Professor Chris Christiansen was interviewed in 1997 for the Interviews with Australian scientists series. By viewing the interviews in this series, or reading the transcripts and extracts, your students can begin to appreciate Australia's contribution to the growth of scientific knowledge.

The following summary of Christiansen's career sets the context for the extract chosen for these teachers notes. The extract covers his first job in CSIRO and the development of Earth rotational synthesis as a way to view radiation from the sun. Use the focus questions that accompany the extract to promote discussion among your students.

Summary of career

Chris Christiansen was born in 1913 in Melbourne. From the University of Melbourne he received a BSc in 1934, an MSc in 1935 and a DSc in 1953. In 1980 he was awarded a DScEng from the University of Sydney.

After graduating with his MSc he was a physicist at the Commonwealth X-ray and Radium Laboratory in Sydney for two years. In 1937 he became a research engineer at Amalgamated Wireless (Australasia) Ltd (AWA) where his first project was to produce a direct-reading field intensity meter. He worked at AWA until 1948 and during his years there he was involved in many of the technical aspects of radio transmission and reception, including being the resident expert in directional aerial design.

In 1948 he moved to the CSIRO Division of Radiophysics where he worked until 1960. He began his work in radioastronomy by investigating the quiet sun. To study solar radiation, he developed a new type of aerial array known as a grating interferometer, it consisted of 32 parabolic dishes each 6 feet in diameter and spaced at equal intervals in a line. In 1953, by adding a second array of aerials at right angles to the original array, he was able to scan the sun in two dimensions. This novel technique was called Earth rotation synthesis and it has become an extremely powerful tool of modern radioastronomy. He developed the innovative cross-type radio telescope, known as the Chris Cross, which was completed at CSIRO's Fleurs field station near Sydney in 1957. It produced high-resolution two-dimensional pictures of the sun each day, which were used in Australia and sent overseas.

Christiansen became Professor and Head of the Department of Electrical Engineering at the University of Sydney in 1960, a position he held until 1978. In 1963 the CSIRO handed over the Fleurs field station and its radio telescopes to his department. He further developed the telescopes into sophisticated instruments of great resolving power and used them to contribute greatly to international astronomy.

He retired in 1979 and moved to Canberra where he was a Visiting Fellow at the Mt Stromlo Observatory of the Australian National University until 1983.

In addition to his distinguished career in scientific research and development of large-scale projects in radioastronomy, he was also committed to forging strong international links and friendships. He served as Vice-President of the International Astronomical Union from 1964 to 1970. He was President of the International Union of Radio Science from 1978 to 1981, and subsequently honoured as Honorary Life President in 1984. Together with J A Högbom he is the author of Radio Telescopes, a widely cited book covering the basics of radio astronomy.
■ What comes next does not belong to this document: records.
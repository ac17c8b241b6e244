//! Responder profiles: what a backend can do and what it costs

use crate::core::provider::Provider;
use serde::{Deserialize, Serialize};
use std::collections::BTreeSet;

/// Size class of a responder
///
/// Task definitions ask for exactly one class; a responder of a different
/// class is never eligible, even if it has every required capability.
#[derive(Debug, Clone, Copy, PartialEq, Eq, Hash, Serialize, Deserialize)]
#[serde(rename_all = "lowercase")]
pub enum ResponderClass {
    #[serde(alias = "SMALL", alias = "Small")]
    Small,
    #[serde(alias = "MEDIUM", alias = "Medium")]
    Medium,
    #[serde(alias = "LARGE", alias = "Large")]
    Large,
}

impl ResponderClass {
    pub fn as_str(&self) -> &'static str {
        match self {
            ResponderClass::Small => "small",
            ResponderClass::Medium => "medium",
            ResponderClass::Large => "large",
        }
    }
}

impl std::fmt::Display for ResponderClass {
    fn fmt(&self, f: &mut std::fmt::Formatter<'_>) -> std::fmt::Result {
        write!(f, "{}", self.as_str())
    }
}

impl std::str::FromStr for ResponderClass {
    type Err = String;

    fn from_str(s: &str) -> Result<Self, Self::Err> {
        match s.trim().to_lowercase().as_str() {
            "small" => Ok(ResponderClass::Small),
            "medium" => Ok(ResponderClass::Medium),
            "large" => Ok(ResponderClass::Large),
            other => Err(format!(
                "Unknown responder class: {}. Valid: small, medium, large",
                other
            )),
        }
    }
}

/// Static description of a responder
///
/// Profiles are immutable once registered. The selector ranks them by
/// [`selection_score`](Self::selection_score) (cheaper and faster first).
///
/// # Example
///
/// ```
/// use swarm_domain::{Provider, ResponderClass, ResponderProfile};
///
/// let profile = ResponderProfile::new(Provider::Anthropic, ResponderClass::Large)
///     .with_capabilities(["reasoning", "analysis"])
///     .with_cost_per_unit(0.001)
///     .with_average_latency_ms(1200);
///
/// assert!(profile.has_capability("analysis"));
/// assert!((profile.selection_score() - 1.201).abs() < 1e-9);
/// ```
#[derive(Debug, Clone, PartialEq, Serialize, Deserialize)]
pub struct ResponderProfile {
    /// Identity of the backend
    pub provider: Provider,
    /// Capabilities this responder offers (e.g. "reasoning", "creativity")
    pub capabilities: BTreeSet<String>,
    /// Price per output unit
    pub cost_per_unit: f64,
    /// Largest output the responder will produce
    pub max_output_size: u32,
    /// Typical round-trip latency in milliseconds
    pub average_latency_ms: u64,
    /// Size class
    pub class: ResponderClass,
}

impl ResponderProfile {
    pub fn new(provider: Provider, class: ResponderClass) -> Self {
        Self {
            provider,
            capabilities: BTreeSet::new(),
            cost_per_unit: 0.0,
            max_output_size: 4096,
            average_latency_ms: 1000,
            class,
        }
    }

    // ==================== Builder Methods ====================

    pub fn with_capabilities<I, S>(mut self, capabilities: I) -> Self
    where
        I: IntoIterator<Item = S>,
        S: Into<String>,
    {
        self.capabilities
            .extend(capabilities.into_iter().map(Into::into));
        self
    }

    pub fn with_cost_per_unit(mut self, cost: f64) -> Self {
        self.cost_per_unit = cost;
        self
    }

    pub fn with_max_output_size(mut self, size: u32) -> Self {
        self.max_output_size = size;
        self
    }

    pub fn with_average_latency_ms(mut self, latency_ms: u64) -> Self {
        self.average_latency_ms = latency_ms;
        self
    }

    // ==================== Queries ====================

    pub fn has_capability(&self, capability: &str) -> bool {
        self.capabilities.contains(capability)
    }

    /// Composite ranking score: `cost_per_unit + average_latency_ms / 1000`.
    ///
    /// Lower is better.
    pub fn selection_score(&self) -> f64 {
        self.cost_per_unit + self.average_latency_ms as f64 / 1000.0
    }

    /// Built-in profiles registered when no others are configured
    pub fn default_profiles() -> Vec<ResponderProfile> {
        vec![
            ResponderProfile::new(Provider::OpenAi, ResponderClass::Large)
                .with_capabilities(["reasoning", "creativity", "knowledge"])
                .with_cost_per_unit(0.002)
                .with_max_output_size(4096)
                .with_average_latency_ms(1000),
            ResponderProfile::new(Provider::Anthropic, ResponderClass::Large)
                .with_capabilities(["reasoning", "creativity", "analysis"])
                .with_cost_per_unit(0.001)
                .with_max_output_size(8192)
                .with_average_latency_ms(1200),
        ]
    }
}
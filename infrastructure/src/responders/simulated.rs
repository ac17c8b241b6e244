//! Simulated responder for providers without a real client

use super::ResponderAdapter;
use async_trait::async_trait;
use std::time::Duration;
use swarm_application::ports::responder_gateway::{GatewayError, ResponderReply};
use swarm_domain::{Provider, ResponderProfile};
use tracing::debug;

pub const DEFAULT_SIMULATED_CONFIDENCE: f64 = 0.85;

/// Answers after the profile's average latency with a canned reply
pub struct SimulatedResponder {
    provider: Option<Provider>,
    confidence: f64,
}

impl SimulatedResponder {
    /// A simulated responder that serves any provider
    pub fn new() -> Self {
        Self {
            provider: None,
            confidence: DEFAULT_SIMULATED_CONFIDENCE,
        }
    }

    pub fn for_provider(provider: Provider) -> Self {
        Self {
            provider: Some(provider),
            ..Self::new()
        }
    }

    pub fn with_confidence(mut self, confidence: f64) -> Self {
        self.confidence = confidence;
        self
    }

    pub fn reply_text(provider: &Provider, input: &str) -> String {
        format!("Response from {} for input: {}", provider, input)
    }
}

impl Default for SimulatedResponder {
    fn default() -> Self {
        Self::new()
    }
}

#[async_trait]
impl ResponderAdapter for SimulatedResponder {
    fn provider(&self) -> Option<&Provider> {
        self.provider.as_ref()
    }

    async fn invoke(
        &self,
        profile: &ResponderProfile,
        input: &str,
    ) -> Result<ResponderReply, GatewayError> {
        debug!(
            "Simulating {} ({}ms)",
            profile.provider, profile.average_latency_ms
        );
        tokio::time::sleep(Duration::from_millis(profile.average_latency_ms)).await;

        Ok(ResponderReply::new(
            Self::reply_text(&profile.provider, input),
            self.confidence,
        ))
    }
}

#[cfg(test)]
mod tests {
    use super::*;
    use swarm_domain::ResponderClass;
    use tokio::time::Instant;

    #[tokio::test(start_paused = true)]
    async fn waits_average_latency() {
        let profile = ResponderProfile::new(Provider::Anthropic, ResponderClass::Large)
            .with_average_latency_ms(1200);
        let responder = SimulatedResponder::new();

        let started = Instant::now();
        let reply = responder.invoke(&profile, "hello").await.unwrap();

        assert!(started.elapsed() >= Duration::from_millis(1200));
        assert_eq!(reply.text, "Response from anthropic for input: hello");
        assert_eq!(reply.confidence, DEFAULT_SIMULATED_CONFIDENCE);
    }

    #[tokio::test(start_paused = true)]
    async fn configurable_confidence() {
        let profile = ResponderProfile::new(Provider::OpenAi, ResponderClass::Large);
        let responder = SimulatedResponder::for_provider(Provider::OpenAi).with_confidence(0.5);

        assert_eq!(responder.provider(), Some(&Provider::OpenAi));
        let reply = responder.invoke(&profile, "x").await.unwrap();
        assert_eq!(reply.confidence, 0.5);
    }
}
//! Responder gateway port
//!
//! Defines the interface for asking a single responder for an answer.

use async_trait::async_trait;
use serde::{Deserialize, Serialize};
use swarm_domain::{Provider, ResponderProfile};
use thiserror::Error;

/// Errors that can occur while invoking a responder
#[derive(Error, Debug, Clone, PartialEq)]
pub enum GatewayError {
    #[error("Connection error: {0}")]
    ConnectionError(String),

    #[error("Missing credential for provider: {0}")]
    MissingCredential(Provider),

    #[error("Malformed response: {0}")]
    MalformedResponse(String),

    #[error("Request failed: {0}")]
    RequestFailed(String),

    #[error("Provider not available: {0}")]
    ProviderNotAvailable(Provider),

    #[error("Other error: {0}")]
    Other(String),
}

/// What a responder answered
#[derive(Debug, Clone, PartialEq, Serialize, Deserialize)]
pub struct ResponderReply {
    pub text: String,
    /// Self-reported confidence, clamped to [0, 1] when turned into an outcome
    pub confidence: f64,
}

impl ResponderReply {
    pub fn new(text: impl Into<String>, confidence: f64) -> Self {
        Self {
            text: text.into(),
            confidence,
        }
    }
}

/// Gateway to responder backends
///
/// This port defines how the application layer reaches responders.
/// Implementations (adapters) live in the infrastructure layer; provider
/// specific behavior stays behind this trait.
#[async_trait]
pub trait ResponderGateway: Send + Sync {
    /// Ask the responder described by `profile` to answer `input`
    async fn invoke(
        &self,
        profile: &ResponderProfile,
        input: &str,
    ) -> Result<ResponderReply, GatewayError>;
}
Elected to the Fellowship of the Australian Academy of Science in 1959, he served as Foreign Secretary of the Academy from 1981 to 1985.


Extract from interview

Studying the sun by Earth rotational synthesis

What was your first job in CSIRO?

Joe Pawsey's group was at that stage studying the sun, although I think he stayed on it too long. That was one of the few things I could criticise him for. Thanks largely to Joe, it had been discovered by this time that most radio waves from the sun came as radiation from a pretty uniform hot body. Secondly, there was a thing called the slowly varying component, which changed slowly from day to day. It was known that when there were a lot of sunspots, it was highest, and when there weren't, it was lowest.

Still not identified to any location but just generally coming from the sun?

Yes, but known to be associated with sunspots. Thirdly, an occasional blow-up of the sun would always be associated with a big sunspot and with sudden enormous increases in energy that would vary like mad. Of those three main factors I was told to investigate this slowly varying component. The first thing I did was to record the radiation during an eclipse of the sun. I tried using three stations, but well separated – one in Tasmania, one in Sydney and so on – so that the eclipse shadow of any part of the sun would occur at different times at each station and we should be able to locate the emitting regions. That worked out very well and it also gave me an idea of the size of these regions, roughly three minutes of arc.

Was that very much larger than the dimension of a sunspot?

Yes. Then I thought, 'We can't wait for these damned eclipses. We ought to be able to look at the sun every day,' and I started to wonder how we could get such a high resolving power from a radio aerial that we could get down to three minutes of arc. You would need an enormous aerial if you made it in one piece but I thought, 'Well, if you have a series of aerials, not together but spaced out, you get a number of very narrow responses from that. If I can so space those that there is only one response on the sun at a time, we should get a series of scans across the sun as long as we like, provided we point the aerials in the right direction.' I worked out that we could collect the energy we would need with a lot of six-foot diameter dishes as aerials.

And they had to be steerable. Were they steered automatically?

No, we took it in turns to change them and the running kept us thin and healthy!

Where was the array, Chris?

I discovered that we could get the use of the side of the Potts Hill Reservoir, which contained the drinking water of Sydney. Only one of our people ever fell in.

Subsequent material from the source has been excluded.